## Aim of the task
Nothing in the records should be altered; retype them all exactly.

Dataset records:
//! Promo persistence seam.

use async_trait::async_trait;
use chrono::Utc;
use rust_decimal::Decimal;
use std::collections::HashMap;
use std::sync::Arc;
use tokio::sync::RwLock;
use uuid::Uuid;

use crate::error::{AppError, Result};

use super::calculators::record_usage;
use super::models::{Promo, PromoStatus};

#[async_trait]
pub trait PromoStore: Send + Sync {
    /// Insert a new promo. A taken `promo_name` is a `Conflict`.
    async fn insert(&self, promo: &Promo) -> Result<()>;

    async fn get(&self, id: Uuid) -> Result<Option<Promo>>;

    async fn find_by_name(&self, name: &str) -> Result<Option<Promo>>;

    /// All promos, newest first
    async fn list(&self) -> Result<Vec<Promo>>;

    /// Promos stored as active and available
    async fn list_active(&self) -> Result<Vec<Promo>>;

    /// Overwrite the editable fields of an existing promo; `false` when it
    /// does not exist.
    ///
    /// Redemption counters (`usage`, `total_usage`, `total_discount`,
    /// `avg_discount_per_order`, `total_revenue`) are owned by `apply_usage`
    /// and keep their stored values, so saving a stale copy cannot undo a
    /// redemption.
    async fn save(&self, promo: &Promo) -> Result<bool>;

    /// Hard delete, returning the removed promo
    async fn delete(&self, id: Uuid) -> Result<Option<Promo>>;

    /// Record one redemption in a single atomic step.
    ///
    /// Applies only while the usage cap (if any) has room; returns `None`
    /// when the cap was reached first or the promo is gone.
    async fn apply_usage(
        &self,
        id: Uuid,
        discount: Decimal,
        order_amount: Decimal,
    ) -> Result<Option<Promo>>;
}

/// HashMap-backed promo store
#[derive(Clone, Default)]
pub struct InMemoryPromoStore {
    data: Arc<RwLock<HashMap<Uuid, Promo>>>,
}

impl InMemoryPromoStore {
    pub fn new() -> Self {
        Self::default()
    }
}

fn newest_first(mut promos: Vec<Promo>) -> Vec<Promo> {
    promos.sort_by(|a, b| b.created_on.cmp(&a.created_on));
    promos
}

fn name_taken(name: &str) -> AppError {
    AppError::Conflict(format!("Promo name '{}' already exists", name))
}

#[async_trait]
impl PromoStore for InMemoryPromoStore {
    async fn insert(&self, promo: &Promo) -> Result<()> {
        let mut data = self.data.write().await;
        if data.values().any(|p| p.promo_name == promo.promo_name) {
            return Err(name_taken(&promo.promo_name));
        }
        data.insert(promo.id, promo.clone());
        Ok(())
    }

    async fn get(&self, id: Uuid) -> Result<Option<Promo>> {
        Ok(self.data.read().await.get(&id).cloned())
    }

    async fn find_by_name(&self, name: &str) -> Result<Option<Promo>> {
        let data = self.data.read().await;
        Ok(data.values().find(|p| p.promo_name == name).cloned())
    }

    async fn list(&self) -> Result<Vec<Promo>> {
        let data = self.data.read().await;
        Ok(newest_first(data.values().cloned().collect()))
    }

    async fn list_active(&self) -> Result<Vec<Promo>> {
        let data = self.data.read().await;
        Ok(newest_first(
            data.values()
                .filter(|p| p.status == PromoStatus::Active && p.availability)
                .cloned()
                .collect(),
        ))
    }

    async fn save(&self, promo: &Promo) -> Result<bool> {
        let mut data = self.data.write().await;
        if data
            .values()
            .any(|p| p.id != promo.id && p.promo_name == promo.promo_name)
        {
            return Err(name_taken(&promo.promo_name));
        }
        match data.get_mut(&promo.id) {
            Some(existing) => {
                let mut updated = promo.clone();
                updated.usage = existing.usage;
                updated.total_usage = existing.total_usage;
                updated.total_discount = existing.total_discount;
                updated.avg_discount_per_order = existing.avg_discount_per_order;
                updated.total_revenue = existing.total_revenue;
                *existing = updated;
                Ok(true)
            }
            None => Ok(false),
        }
    }

    async fn delete(&self, id: Uuid) -> Result<Option<Promo>> {
        Ok(self.data.write().await.remove(&id))
    }

    async fn apply_usage(
        &self,
        id: Uuid,
        discount: Decimal,
        order_amount: Decimal,
    ) -> Result<Option<Promo>> {
        let mut data = self.data.write().await;
        let Some(promo) = data.get_mut(&id) else {
            return Ok(None);
        };
        if promo.cap_reached() {
            return Ok(None);
        }
        record_usage(promo, discount, order_amount, Utc::now());
        Ok(Some(promo.clone()))
    }
}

## Response
//! Promo persistence seam.

use async_trait::async_trait;
use chrono::Utc;
use rust_decimal::Decimal;
use std::collections::HashMap;
use std::sync::Arc;
use tokio::sync::RwLock;
use uuid::Uuid;

use crate::error::{AppError, Result};

use super::calculators::record_usage;
use super::models::{Promo, PromoStatus};

#[async_trait]
pub trait PromoStore: Send + Sync {
    /// Insert a new promo. A taken `promo_name` is a `Conflict`.
    async fn insert(&self, promo: &Promo) -> Result<()>;

    async fn get(&self, id: Uuid) -> Result<Option<Promo>>;

    async fn find_by_name(&self, name: &str) -> Result<Option<Promo>>;

    /// All promos, newest first
    async fn list(&self) -> Result<Vec<Promo>>;

    /// Promos stored as active and available
    async fn list_active(&self) -> Result<Vec<Promo>>;

    /// Overwrite the editable fields of an existing promo; `false` when it
    /// does not exist.
    ///
    /// Redemption counters (`usage`, `total_usage`, `total_discount`,
    /// `avg_discount_per_order`, `total_revenue`) are owned by `apply_usage`
    /// and keep their stored values, so saving a stale copy cannot undo a
    /// redemption.
    async fn save(&self, promo: &Promo) -> Result<bool>;

    /// Hard delete, returning the removed promo
    async fn delete(&self, id: Uuid) -> Result<Option<Promo>>;

    /// Record one redemption in a single atomic step.
    ///
    /// Applies only while the usage cap (if any) has room; returns `None`
    /// when the cap was reached first or the promo is gone.
    async fn apply_usage(
        &self,
        id: Uuid,
        discount: Decimal,
        order_amount: Decimal,
    ) -> Result<Option<Promo>>;
}

/// HashMap-backed promo store
#[derive(Clone, Default)]
pub struct InMemoryPromoStore {
    data: Arc<RwLock<HashMap<Uuid, Promo>>>,
}

impl InMemoryPromoStore {
    pub fn new() -> Self {
        Self::default()
    }
}

fn newest_first(mut promos: Vec<Promo>) -> Vec<Promo> {
    promos.sort_by(|a, b| b.created_on.cmp(&a.created_on));
    promos
}

fn name_taken(name: &str) -> AppError {
    AppError::Conflict(format!("Promo name '{}' already exists", name))
}

#[async_trait]
impl PromoStore for InMemoryPromoStore {
    async fn insert(&self, promo: &Promo) -> Result<()> {
        let mut data = self.data.write().await;
        if data.values().any(|p| p.promo_name == promo.promo_name) {
            return Err(name_taken(&promo.promo_name));
        }
        data.insert(promo.id, promo.clone());
        Ok(())
    }

    async fn get(&self, id: Uuid) -> Result<Option<Promo>> {
        Ok(self.data.read().await.get(&id).cloned())
    }

    async fn find_by_name(&self, name: &str) -> Result<Option<Promo>> {
        let data = self.data.read().await;
        Ok(data.values().find(|p| p.promo_name == name).cloned())
    }

    async fn list(&self) -> Result<Vec<Promo>> {
        let data = self.data.read().await;
        Ok(newest_first(data.values().cloned().collect()))
    }

    async fn list_active(&self) -> Result<Vec<Promo>> {
        let data = self.data.read().await;
        Ok(newest_first(
            data.values()
                .filter(|p| p.status == PromoStatus::Active && p.availability)
                .cloned()
                .collect(),
        ))
    }

    async fn save(&self, promo: &Promo) -> Result<bool> {
        let mut data = self.data.write().await;
        if data
            .values()
            .any(|p| p.id != promo.id && p.promo_name == promo.promo_name)
        {
            return Err(name_taken(&promo.promo_name));
        }
        match data.get_mut(&promo.id) {
            Some(existing) => {
                let mut updated = promo.clone();
                updated.usage = existing.usage;
                updated.total_usage = existing.total_usage;
                updated.total_discount = existing.total_discount;
                updated.avg_discount_per_order = existing.avg_discount_per_order;
                updated.total_revenue = existing.total_revenue;
                *existing = updated;
                Ok(true)
            }
            None => Ok(false),
        }
    }

    async fn delete(&self, id: Uuid) -> Result<Option<Promo>> {
        Ok(self.data.write().await.remove(&id))
    }

    async fn apply_usage(
        &self,
        id: Uuid,
        discount: Decimal,
        order_amount: Decimal,
    ) -> Result<Option<Promo>> {
        let mut data = self.data.write().await;
        let Some(promo) = data.get_mut(&id) else {
            return Ok(None);
        };
        if promo.cap_reached() {
            return Ok(None);
        }
        record_usage(promo, discount, order_amount, Utc::now());
        Ok(Some(promo.clone()))
    }
}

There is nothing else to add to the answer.